= Beginning of Section =

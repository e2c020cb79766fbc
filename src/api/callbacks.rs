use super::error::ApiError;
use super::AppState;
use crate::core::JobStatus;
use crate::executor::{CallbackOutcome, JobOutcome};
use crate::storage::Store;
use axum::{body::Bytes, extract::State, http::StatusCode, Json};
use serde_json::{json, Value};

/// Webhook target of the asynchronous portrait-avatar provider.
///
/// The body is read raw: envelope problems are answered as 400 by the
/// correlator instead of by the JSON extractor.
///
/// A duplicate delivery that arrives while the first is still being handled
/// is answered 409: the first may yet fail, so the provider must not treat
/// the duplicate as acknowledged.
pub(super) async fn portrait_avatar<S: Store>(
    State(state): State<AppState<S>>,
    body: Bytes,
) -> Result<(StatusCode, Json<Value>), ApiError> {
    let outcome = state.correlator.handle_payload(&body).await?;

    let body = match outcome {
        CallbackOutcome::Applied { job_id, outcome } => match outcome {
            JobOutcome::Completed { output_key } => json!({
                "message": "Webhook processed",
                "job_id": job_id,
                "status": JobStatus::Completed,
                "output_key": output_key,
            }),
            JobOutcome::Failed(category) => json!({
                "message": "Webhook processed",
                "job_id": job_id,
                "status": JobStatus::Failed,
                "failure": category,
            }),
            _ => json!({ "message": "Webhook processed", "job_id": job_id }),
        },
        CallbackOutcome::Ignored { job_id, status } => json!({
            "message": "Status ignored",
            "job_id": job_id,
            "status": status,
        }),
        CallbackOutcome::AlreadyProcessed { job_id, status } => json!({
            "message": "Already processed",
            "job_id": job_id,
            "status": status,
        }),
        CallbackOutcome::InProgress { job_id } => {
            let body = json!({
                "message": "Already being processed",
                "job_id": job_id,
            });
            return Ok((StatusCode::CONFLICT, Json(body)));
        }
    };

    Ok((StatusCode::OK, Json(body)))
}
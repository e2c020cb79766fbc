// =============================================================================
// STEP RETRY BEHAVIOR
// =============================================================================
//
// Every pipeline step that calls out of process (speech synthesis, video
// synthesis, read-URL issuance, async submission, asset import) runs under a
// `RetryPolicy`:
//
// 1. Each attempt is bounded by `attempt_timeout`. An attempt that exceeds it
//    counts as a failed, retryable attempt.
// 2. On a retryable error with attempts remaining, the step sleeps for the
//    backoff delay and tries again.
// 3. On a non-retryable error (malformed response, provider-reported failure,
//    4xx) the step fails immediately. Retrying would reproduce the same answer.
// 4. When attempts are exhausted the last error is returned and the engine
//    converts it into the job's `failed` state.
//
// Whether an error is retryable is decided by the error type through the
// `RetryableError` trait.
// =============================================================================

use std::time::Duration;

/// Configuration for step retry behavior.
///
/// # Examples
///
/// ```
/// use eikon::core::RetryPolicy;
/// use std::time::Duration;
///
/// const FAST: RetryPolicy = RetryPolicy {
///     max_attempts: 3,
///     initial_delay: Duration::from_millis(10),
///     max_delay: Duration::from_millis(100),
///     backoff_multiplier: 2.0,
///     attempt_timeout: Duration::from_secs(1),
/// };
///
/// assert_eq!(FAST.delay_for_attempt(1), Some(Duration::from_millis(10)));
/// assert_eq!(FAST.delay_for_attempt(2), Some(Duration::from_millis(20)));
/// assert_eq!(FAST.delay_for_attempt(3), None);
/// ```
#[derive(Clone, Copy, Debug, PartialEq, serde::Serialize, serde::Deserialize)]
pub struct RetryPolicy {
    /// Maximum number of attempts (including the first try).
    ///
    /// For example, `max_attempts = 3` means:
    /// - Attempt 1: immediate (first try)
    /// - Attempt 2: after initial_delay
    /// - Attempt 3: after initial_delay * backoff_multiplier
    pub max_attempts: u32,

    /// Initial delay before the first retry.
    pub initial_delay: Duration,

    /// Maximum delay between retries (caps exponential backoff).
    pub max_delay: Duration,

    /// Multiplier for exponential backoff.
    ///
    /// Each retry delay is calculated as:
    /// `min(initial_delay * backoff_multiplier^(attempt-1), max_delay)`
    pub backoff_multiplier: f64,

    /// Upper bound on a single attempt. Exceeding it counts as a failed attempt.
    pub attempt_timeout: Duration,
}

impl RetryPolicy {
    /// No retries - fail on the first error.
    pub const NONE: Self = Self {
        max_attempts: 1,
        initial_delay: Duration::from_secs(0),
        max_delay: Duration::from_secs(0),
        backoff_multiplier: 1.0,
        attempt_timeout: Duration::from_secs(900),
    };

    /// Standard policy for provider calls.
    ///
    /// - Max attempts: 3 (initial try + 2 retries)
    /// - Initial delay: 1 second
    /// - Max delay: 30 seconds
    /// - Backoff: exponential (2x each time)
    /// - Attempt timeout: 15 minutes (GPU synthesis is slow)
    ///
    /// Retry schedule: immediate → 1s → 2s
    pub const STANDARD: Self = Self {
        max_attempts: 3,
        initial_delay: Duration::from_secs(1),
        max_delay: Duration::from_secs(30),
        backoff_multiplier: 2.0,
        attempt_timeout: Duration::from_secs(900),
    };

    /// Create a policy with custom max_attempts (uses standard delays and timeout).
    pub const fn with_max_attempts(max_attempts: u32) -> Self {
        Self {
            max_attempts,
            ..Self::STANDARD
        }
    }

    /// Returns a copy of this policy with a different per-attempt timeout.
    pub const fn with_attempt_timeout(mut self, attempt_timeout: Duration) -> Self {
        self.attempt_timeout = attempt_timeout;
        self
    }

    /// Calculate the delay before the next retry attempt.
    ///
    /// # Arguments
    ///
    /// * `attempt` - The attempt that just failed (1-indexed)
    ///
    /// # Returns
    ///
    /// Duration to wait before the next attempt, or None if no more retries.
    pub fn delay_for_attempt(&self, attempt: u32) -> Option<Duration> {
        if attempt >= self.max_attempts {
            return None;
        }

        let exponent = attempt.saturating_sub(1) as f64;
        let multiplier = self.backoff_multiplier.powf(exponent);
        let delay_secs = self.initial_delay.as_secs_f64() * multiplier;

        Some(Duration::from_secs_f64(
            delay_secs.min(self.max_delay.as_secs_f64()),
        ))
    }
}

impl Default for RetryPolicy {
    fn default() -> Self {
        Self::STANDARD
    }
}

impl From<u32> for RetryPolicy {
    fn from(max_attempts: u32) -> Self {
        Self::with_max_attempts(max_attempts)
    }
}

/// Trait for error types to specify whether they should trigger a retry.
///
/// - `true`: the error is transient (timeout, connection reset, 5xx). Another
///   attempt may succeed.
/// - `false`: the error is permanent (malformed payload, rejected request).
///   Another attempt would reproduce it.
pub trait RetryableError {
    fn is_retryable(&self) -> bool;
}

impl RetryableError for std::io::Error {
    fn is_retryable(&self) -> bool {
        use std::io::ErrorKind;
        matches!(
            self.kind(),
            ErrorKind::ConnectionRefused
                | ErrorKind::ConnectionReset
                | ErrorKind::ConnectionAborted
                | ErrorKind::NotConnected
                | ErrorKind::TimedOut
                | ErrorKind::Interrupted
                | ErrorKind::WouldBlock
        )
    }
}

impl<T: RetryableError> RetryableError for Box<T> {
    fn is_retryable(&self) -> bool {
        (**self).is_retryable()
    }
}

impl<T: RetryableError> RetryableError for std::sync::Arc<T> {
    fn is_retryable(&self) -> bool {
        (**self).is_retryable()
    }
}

= End of Section =

Retype all of the records above, word for word.

repository e2c020cb79766fbc
filename src/api/callbacks.rs
use super::error::ApiError;
use super::AppState;
use crate::core::JobStatus;
use crate::executor::{CallbackOutcome, JobOutcome};
use crate::storage::Store;
use axum::{body::Bytes, extract::State, http::StatusCode, Json};
use serde_json::{json, Value};

/// Webhook target of the asynchronous portrait-avatar provider.
///
/// The body is read raw: envelope problems are answered as 400 by the
/// correlator instead of by the JSON extractor.
///
/// A duplicate delivery that arrives while the first is still being handled
/// is answered 409: the first may yet fail, so the provider must not treat
/// the duplicate as acknowledged.
pub(super) async fn portrait_avatar<S: Store>(
    State(state): State<AppState<S>>,
    body: Bytes,
) -> Result<(StatusCode, Json<Value>), ApiError> {
    let outcome = state.correlator.handle_payload(&body).await?;

    let body = match outcome {
        CallbackOutcome::Applied { job_id, outcome } => match outcome {
            JobOutcome::Completed { output_key } => json!({
                "message": "Webhook processed",
                "job_id": job_id,
                "status": JobStatus::Completed,
                "output_key": output_key,
            }),
            JobOutcome::Failed(category) => json!({
                "message": "Webhook processed",
                "job_id": job_id,
                "status": JobStatus::Failed,
                "failure": category,
            }),
            _ => json!({ "message": "Webhook processed", "job_id": job_id }),
        },
        CallbackOutcome::Ignored { job_id, status } => json!({
            "message": "Status ignored",
            "job_id": job_id,
            "status": status,
        }),
        CallbackOutcome::AlreadyProcessed { job_id, status } => json!({
            "message": "Already processed",
            "job_id": job_id,
            "status": status,
        }),
        CallbackOutcome::InProgress { job_id } => {
            let body = json!({
                "message": "Already being processed",
                "job_id": job_id,
            });
            return Ok((StatusCode::CONFLICT, Json(body)));
        }
    };

    Ok((StatusCode::OK, Json(body)))
}
repository e2c020cb79766fbc
// =============================================================================
// STEP RETRY BEHAVIOR
// =============================================================================
//
// Every pipeline step that calls out of process (speech synthesis, video
// synthesis, read-URL issuance, async submission, asset import) runs under a
// `RetryPolicy`:
//
// 1. Each attempt is bounded by `attempt_timeout`. An attempt that exceeds it
//    counts as a failed, retryable attempt.
// 2. On a retryable error with attempts remaining, the step sleeps for the
//    backoff delay and tries again.
// 3. On a non-retryable error (malformed response, provider-reported failure,
//    4xx) the step fails immediately. Retrying would reproduce the same answer.
// 4. When attempts are exhausted the last error is returned and the engine
//    converts it into the job's `failed` state.
//
// Whether an error is retryable is decided by the error type through the
// `RetryableError` trait.
// =============================================================================

use std::time::Duration;

/// Configuration for step retry behavior.
///
/// # Examples
///
/// ```
/// use eikon::core::RetryPolicy;
/// use std::time::Duration;
///
/// const FAST: RetryPolicy = RetryPolicy {
///     max_attempts: 3,
///     initial_delay: Duration::from_millis(10),
///     max_delay: Duration::from_millis(100),
///     backoff_multiplier: 2.0,
///     attempt_timeout: Duration::from_secs(1),
/// };
///
/// assert_eq!(FAST.delay_for_attempt(1), Some(Duration::from_millis(10)));
/// assert_eq!(FAST.delay_for_attempt(2), Some(Duration::from_millis(20)));
/// assert_eq!(FAST.delay_for_attempt(3), None);
/// ```
#[derive(Clone, Copy, Debug, PartialEq, serde::Serialize, serde::Deserialize)]
pub struct RetryPolicy {
    /// Maximum number of attempts (including the first try).
    ///
    /// For example, `max_attempts = 3` means:
    /// - Attempt 1: immediate (first try)
    /// - Attempt 2: after initial_delay
    /// - Attempt 3: after initial_delay * backoff_multiplier
    pub max_attempts: u32,

    /// Initial delay before the first retry.
    pub initial_delay: Duration,

    /// Maximum delay between retries (caps exponential backoff).
    pub max_delay: Duration,

    /// Multiplier for exponential backoff.
    ///
    /// Each retry delay is calculated as:
    /// `min(initial_delay * backoff_multiplier^(attempt-1), max_delay)`
    pub backoff_multiplier: f64,

    /// Upper bound on a single attempt. Exceeding it counts as a failed attempt.
    pub attempt_timeout: Duration,
}

impl RetryPolicy {
    /// No retries - fail on the first error.
    pub const NONE: Self = Self {
        max_attempts: 1,
        initial_delay: Duration::from_secs(0),
        max_delay: Duration::from_secs(0),
        backoff_multiplier: 1.0,
        attempt_timeout: Duration::from_secs(900),
    };

    /// Standard policy for provider calls.
    ///
    /// - Max attempts: 3 (initial try + 2 retries)
    /// - Initial delay: 1 second
    /// - Max delay: 30 seconds
    /// - Backoff: exponential (2x each time)
    /// - Attempt timeout: 15 minutes (GPU synthesis is slow)
    ///
    /// Retry schedule: immediate → 1s → 2s
    pub const STANDARD: Self = Self {
        max_attempts: 3,
        initial_delay: Duration::from_secs(1),
        max_delay: Duration::from_secs(30),
        backoff_multiplier: 2.0,
        attempt_timeout: Duration::from_secs(900),
    };

    /// Create a policy with custom max_attempts (uses standard delays and timeout).
    pub const fn with_max_attempts(max_attempts: u32) -> Self {
        Self {
            max_attempts,
            ..Self::STANDARD
        }
    }

    /// Returns a copy of this policy with a different per-attempt timeout.
    pub const fn with_attempt_timeout(mut self, attempt_timeout: Duration) -> Self {
        self.attempt_timeout = attempt_timeout;
        self
    }

    /// Calculate the delay before the next retry attempt.
    ///
    /// # Arguments
    ///
    /// * `attempt` - The attempt that just failed (1-indexed)
    ///
    /// # Returns
    ///
    /// Duration to wait before the next attempt, or None if no more retries.
    pub fn delay_for_attempt(&self, attempt: u32) -> Option<Duration> {
        if attempt >= self.max_attempts {
            return None;
        }

        let exponent = attempt.saturating_sub(1) as f64;
        let multiplier = self.backoff_multiplier.powf(exponent);
        let delay_secs = self.initial_delay.as_secs_f64() * multiplier;

        Some(Duration::from_secs_f64(
            delay_secs.min(self.max_delay.as_secs_f64()),
        ))
    }
}

impl Default for RetryPolicy {
    fn default() -> Self {
        Self::STANDARD
    }
}

impl From<u32> for RetryPolicy {
    fn from(max_attempts: u32) -> Self {
        Self::with_max_attempts(max_attempts)
    }
}

/// Trait for error types to specify whether they should trigger a retry.
///
/// - `true`: the error is transient (timeout, connection reset, 5xx). Another
///   attempt may succeed.
/// - `false`: the error is permanent (malformed payload, rejected request).
///   Another attempt would reproduce it.
pub trait RetryableError {
    fn is_retryable(&self) -> bool;
}

impl RetryableError for std::io::Error {
    fn is_retryable(&self) -> bool {
        use std::io::ErrorKind;
        matches!(
            self.kind(),
            ErrorKind::ConnectionRefused
                | ErrorKind::ConnectionReset
                | ErrorKind::ConnectionAborted
                | ErrorKind::NotConnected
                | ErrorKind::TimedOut
                | ErrorKind::Interrupted
                | ErrorKind::WouldBlock
        )
    }
}

impl<T: RetryableError> RetryableError for Box<T> {
    fn is_retryable(&self) -> bool {
        (**self).is_retryable()
    }
}

impl<T: RetryableError> RetryableError for std::sync::Arc<T> {
    fn is_retryable(&self) -> bool {
        (**self).is_retryable()
    }
}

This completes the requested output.